__Problem details__
Look through the records below for the line with "is logged in" and the line with "pub fn base_url(&self)", then return those lines and all lines between, exactly.

__Exercise materials__
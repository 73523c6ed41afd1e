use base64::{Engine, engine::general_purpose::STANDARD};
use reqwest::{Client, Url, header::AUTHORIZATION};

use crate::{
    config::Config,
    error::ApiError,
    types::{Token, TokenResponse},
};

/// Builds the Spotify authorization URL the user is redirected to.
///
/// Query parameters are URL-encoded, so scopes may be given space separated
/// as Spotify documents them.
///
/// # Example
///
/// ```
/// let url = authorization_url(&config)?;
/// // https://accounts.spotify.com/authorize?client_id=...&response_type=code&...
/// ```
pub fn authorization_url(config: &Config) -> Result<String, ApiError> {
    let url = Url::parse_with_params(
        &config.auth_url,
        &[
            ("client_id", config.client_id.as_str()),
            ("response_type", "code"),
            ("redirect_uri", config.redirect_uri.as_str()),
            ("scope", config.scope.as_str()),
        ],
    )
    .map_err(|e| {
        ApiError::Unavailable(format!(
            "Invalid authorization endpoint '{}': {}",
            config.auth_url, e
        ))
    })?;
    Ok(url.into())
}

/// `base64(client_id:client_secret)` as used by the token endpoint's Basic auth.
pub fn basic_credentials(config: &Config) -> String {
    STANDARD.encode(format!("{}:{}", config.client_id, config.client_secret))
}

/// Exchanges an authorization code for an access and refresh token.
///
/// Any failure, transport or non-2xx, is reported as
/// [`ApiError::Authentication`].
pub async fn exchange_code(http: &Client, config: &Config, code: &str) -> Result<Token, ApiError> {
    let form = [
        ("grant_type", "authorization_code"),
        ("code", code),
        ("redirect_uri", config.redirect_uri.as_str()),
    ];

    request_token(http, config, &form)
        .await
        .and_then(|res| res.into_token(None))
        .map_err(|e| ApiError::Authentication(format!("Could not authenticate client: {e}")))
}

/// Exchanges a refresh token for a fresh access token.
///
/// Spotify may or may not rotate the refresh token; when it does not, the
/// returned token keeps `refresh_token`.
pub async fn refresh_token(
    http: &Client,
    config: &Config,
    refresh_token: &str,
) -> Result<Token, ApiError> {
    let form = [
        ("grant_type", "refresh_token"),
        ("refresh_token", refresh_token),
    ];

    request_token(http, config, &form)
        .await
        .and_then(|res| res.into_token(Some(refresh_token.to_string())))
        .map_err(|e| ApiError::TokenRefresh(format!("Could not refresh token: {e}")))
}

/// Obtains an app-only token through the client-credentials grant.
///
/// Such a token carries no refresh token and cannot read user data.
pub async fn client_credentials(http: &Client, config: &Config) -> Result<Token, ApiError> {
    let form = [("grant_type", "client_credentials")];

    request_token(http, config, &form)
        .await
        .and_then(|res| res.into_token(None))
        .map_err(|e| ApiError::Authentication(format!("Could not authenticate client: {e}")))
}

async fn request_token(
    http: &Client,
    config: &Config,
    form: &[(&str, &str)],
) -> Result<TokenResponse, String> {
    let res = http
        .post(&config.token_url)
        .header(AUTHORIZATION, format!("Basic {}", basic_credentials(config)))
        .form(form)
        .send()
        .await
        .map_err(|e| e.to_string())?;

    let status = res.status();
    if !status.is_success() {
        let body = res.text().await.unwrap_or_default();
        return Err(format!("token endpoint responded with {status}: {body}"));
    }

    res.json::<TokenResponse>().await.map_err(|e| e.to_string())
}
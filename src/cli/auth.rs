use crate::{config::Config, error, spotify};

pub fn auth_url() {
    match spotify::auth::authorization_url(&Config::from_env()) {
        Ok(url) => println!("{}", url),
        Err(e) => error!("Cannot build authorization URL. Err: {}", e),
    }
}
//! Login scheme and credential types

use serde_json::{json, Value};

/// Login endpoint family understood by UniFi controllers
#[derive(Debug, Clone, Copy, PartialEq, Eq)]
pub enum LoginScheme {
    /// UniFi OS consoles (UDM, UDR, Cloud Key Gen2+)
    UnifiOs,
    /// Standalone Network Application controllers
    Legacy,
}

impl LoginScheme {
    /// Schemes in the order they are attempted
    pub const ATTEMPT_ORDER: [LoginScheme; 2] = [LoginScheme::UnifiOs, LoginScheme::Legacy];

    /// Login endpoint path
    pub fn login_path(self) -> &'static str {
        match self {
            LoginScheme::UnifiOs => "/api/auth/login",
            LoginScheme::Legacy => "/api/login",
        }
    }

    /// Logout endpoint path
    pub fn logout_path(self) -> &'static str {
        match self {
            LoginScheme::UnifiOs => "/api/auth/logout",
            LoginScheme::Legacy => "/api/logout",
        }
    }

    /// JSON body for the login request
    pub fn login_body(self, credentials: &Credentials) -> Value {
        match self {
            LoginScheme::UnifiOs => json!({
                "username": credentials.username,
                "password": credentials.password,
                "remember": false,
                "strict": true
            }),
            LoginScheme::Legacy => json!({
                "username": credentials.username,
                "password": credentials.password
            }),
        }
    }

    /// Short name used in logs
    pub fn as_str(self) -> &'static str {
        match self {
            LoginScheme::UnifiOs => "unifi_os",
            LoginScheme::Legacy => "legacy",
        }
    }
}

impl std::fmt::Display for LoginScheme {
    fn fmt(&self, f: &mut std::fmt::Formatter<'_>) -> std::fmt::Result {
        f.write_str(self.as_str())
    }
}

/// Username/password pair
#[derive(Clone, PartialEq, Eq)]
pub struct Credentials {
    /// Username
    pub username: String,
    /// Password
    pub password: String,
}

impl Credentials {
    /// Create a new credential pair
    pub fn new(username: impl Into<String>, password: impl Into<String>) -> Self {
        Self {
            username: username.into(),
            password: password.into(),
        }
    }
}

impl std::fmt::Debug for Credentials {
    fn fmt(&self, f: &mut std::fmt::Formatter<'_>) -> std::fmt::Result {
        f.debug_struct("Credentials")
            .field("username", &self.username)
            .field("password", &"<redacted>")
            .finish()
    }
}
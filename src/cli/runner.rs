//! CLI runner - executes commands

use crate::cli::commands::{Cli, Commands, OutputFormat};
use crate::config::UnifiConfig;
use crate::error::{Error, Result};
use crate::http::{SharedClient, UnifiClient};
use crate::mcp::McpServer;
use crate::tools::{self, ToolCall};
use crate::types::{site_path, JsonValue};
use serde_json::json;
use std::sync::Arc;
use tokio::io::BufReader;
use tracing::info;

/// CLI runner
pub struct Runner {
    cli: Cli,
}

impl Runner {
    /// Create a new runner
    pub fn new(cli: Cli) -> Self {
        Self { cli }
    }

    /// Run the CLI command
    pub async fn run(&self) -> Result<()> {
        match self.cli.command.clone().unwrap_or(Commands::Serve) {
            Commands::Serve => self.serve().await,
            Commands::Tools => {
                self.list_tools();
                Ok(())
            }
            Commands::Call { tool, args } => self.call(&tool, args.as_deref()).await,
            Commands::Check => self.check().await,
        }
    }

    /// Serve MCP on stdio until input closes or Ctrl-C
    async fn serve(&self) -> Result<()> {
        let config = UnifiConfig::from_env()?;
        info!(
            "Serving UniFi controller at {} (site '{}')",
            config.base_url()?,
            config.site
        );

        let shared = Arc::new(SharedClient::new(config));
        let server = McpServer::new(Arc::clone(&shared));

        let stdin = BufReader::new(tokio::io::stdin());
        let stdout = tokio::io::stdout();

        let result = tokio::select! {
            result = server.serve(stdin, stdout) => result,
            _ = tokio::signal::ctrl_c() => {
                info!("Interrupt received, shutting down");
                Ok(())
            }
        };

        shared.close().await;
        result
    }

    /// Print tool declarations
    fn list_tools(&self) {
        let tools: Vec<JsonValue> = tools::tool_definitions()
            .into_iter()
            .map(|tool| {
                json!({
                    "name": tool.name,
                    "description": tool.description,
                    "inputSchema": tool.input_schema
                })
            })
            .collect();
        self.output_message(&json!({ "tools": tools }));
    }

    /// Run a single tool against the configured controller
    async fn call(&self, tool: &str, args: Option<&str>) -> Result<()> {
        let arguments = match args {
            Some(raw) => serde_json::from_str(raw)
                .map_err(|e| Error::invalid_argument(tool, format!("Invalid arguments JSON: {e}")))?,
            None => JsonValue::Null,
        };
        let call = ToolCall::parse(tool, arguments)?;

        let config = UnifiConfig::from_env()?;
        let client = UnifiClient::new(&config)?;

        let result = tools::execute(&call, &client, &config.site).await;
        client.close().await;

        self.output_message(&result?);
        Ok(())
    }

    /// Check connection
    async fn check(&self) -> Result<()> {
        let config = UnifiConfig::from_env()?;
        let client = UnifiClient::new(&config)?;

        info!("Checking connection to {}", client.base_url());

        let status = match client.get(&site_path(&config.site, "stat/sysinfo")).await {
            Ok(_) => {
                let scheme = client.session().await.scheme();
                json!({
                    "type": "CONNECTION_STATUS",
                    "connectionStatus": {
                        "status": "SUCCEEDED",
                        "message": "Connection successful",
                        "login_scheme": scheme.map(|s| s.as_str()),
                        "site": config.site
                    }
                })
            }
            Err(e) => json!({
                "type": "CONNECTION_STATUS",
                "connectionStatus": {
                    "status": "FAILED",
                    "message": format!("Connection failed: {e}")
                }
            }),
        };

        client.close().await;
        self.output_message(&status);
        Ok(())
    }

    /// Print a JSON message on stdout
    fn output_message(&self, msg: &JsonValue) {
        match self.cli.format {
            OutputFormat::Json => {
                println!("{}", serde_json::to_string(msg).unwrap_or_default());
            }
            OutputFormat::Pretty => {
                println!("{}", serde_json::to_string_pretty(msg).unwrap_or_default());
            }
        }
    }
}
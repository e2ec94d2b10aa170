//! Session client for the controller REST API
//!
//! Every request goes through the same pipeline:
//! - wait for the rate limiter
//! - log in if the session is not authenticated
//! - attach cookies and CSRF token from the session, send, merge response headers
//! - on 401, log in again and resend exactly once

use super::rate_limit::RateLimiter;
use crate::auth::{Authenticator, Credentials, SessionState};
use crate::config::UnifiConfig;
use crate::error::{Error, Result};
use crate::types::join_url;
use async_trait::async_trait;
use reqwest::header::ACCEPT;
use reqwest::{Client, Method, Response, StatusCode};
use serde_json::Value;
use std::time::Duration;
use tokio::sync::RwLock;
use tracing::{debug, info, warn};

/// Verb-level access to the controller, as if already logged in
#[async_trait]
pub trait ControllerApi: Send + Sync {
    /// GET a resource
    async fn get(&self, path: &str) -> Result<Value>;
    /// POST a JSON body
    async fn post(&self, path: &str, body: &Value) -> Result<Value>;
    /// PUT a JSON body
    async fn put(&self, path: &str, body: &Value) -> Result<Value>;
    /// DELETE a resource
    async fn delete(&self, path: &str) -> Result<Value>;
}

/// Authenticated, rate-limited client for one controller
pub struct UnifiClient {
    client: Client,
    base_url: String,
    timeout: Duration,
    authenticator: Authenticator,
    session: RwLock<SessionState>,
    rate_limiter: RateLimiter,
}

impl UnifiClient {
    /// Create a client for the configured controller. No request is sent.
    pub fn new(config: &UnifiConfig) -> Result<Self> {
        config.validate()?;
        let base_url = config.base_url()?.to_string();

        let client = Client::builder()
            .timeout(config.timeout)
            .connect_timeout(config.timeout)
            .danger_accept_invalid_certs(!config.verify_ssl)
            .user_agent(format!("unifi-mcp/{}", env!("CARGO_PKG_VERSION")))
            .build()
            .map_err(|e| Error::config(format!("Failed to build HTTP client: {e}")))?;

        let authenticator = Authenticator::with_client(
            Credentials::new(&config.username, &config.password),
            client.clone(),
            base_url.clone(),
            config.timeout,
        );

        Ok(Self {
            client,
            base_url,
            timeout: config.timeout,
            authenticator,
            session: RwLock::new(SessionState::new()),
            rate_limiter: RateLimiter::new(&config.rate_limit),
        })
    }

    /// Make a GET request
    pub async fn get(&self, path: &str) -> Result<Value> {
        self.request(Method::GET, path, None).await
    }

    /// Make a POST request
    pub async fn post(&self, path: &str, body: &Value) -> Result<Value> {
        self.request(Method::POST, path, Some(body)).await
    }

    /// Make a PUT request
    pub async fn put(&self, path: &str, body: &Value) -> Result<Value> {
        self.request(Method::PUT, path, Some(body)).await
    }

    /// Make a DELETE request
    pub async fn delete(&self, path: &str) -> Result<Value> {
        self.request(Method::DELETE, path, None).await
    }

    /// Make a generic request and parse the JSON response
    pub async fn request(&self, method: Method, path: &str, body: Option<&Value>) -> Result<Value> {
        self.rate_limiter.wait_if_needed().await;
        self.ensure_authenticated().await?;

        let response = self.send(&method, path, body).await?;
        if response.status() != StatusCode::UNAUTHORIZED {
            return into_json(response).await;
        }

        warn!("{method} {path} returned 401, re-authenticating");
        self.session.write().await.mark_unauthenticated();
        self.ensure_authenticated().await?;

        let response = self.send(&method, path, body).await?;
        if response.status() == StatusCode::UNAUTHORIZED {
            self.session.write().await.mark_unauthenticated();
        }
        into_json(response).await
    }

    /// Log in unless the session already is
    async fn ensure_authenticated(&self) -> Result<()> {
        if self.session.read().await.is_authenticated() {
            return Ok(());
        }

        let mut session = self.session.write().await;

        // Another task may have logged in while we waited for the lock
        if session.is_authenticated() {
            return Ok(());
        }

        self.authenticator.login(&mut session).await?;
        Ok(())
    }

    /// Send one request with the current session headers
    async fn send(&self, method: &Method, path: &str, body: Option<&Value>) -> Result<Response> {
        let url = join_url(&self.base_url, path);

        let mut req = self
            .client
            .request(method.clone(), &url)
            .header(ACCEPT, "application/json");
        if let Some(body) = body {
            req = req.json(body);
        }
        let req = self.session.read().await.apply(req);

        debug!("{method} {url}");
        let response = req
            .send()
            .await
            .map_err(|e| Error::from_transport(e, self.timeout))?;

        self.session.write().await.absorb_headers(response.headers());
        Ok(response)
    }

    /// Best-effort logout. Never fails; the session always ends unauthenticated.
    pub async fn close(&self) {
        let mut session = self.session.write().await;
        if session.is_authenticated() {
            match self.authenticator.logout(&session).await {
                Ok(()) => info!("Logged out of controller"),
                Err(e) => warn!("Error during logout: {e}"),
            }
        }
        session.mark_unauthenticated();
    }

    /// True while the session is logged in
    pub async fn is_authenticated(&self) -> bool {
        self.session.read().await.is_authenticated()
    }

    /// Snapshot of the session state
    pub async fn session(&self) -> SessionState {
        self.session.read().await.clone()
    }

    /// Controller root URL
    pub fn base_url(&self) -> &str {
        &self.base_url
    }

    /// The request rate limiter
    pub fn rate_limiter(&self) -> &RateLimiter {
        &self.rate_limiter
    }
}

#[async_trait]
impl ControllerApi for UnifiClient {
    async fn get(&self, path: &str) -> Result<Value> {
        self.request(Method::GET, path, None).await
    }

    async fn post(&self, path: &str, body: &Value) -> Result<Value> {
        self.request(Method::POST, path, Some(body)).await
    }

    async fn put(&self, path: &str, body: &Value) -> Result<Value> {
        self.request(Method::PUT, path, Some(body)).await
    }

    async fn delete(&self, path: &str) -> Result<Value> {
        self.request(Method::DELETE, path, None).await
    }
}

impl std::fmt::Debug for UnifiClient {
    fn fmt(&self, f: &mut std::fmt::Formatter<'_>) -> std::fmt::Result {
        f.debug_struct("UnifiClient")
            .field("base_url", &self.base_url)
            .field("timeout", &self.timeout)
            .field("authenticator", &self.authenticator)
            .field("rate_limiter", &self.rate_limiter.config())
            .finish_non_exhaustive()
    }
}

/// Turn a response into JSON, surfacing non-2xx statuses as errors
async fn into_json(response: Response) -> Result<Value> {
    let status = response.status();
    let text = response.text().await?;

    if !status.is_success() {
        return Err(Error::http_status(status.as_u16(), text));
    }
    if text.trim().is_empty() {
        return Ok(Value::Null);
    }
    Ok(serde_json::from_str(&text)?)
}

__Your solution__
    /// True while the session is logged in
    pub async fn is_authenticated(&self) -> bool {
        self.session.read().await.is_authenticated()
    }

    /// Snapshot of the session state
    pub async fn session(&self) -> SessionState {
        self.session.read().await.clone()
    }

    /// Controller root URL
    pub fn base_url(&self) -> &str {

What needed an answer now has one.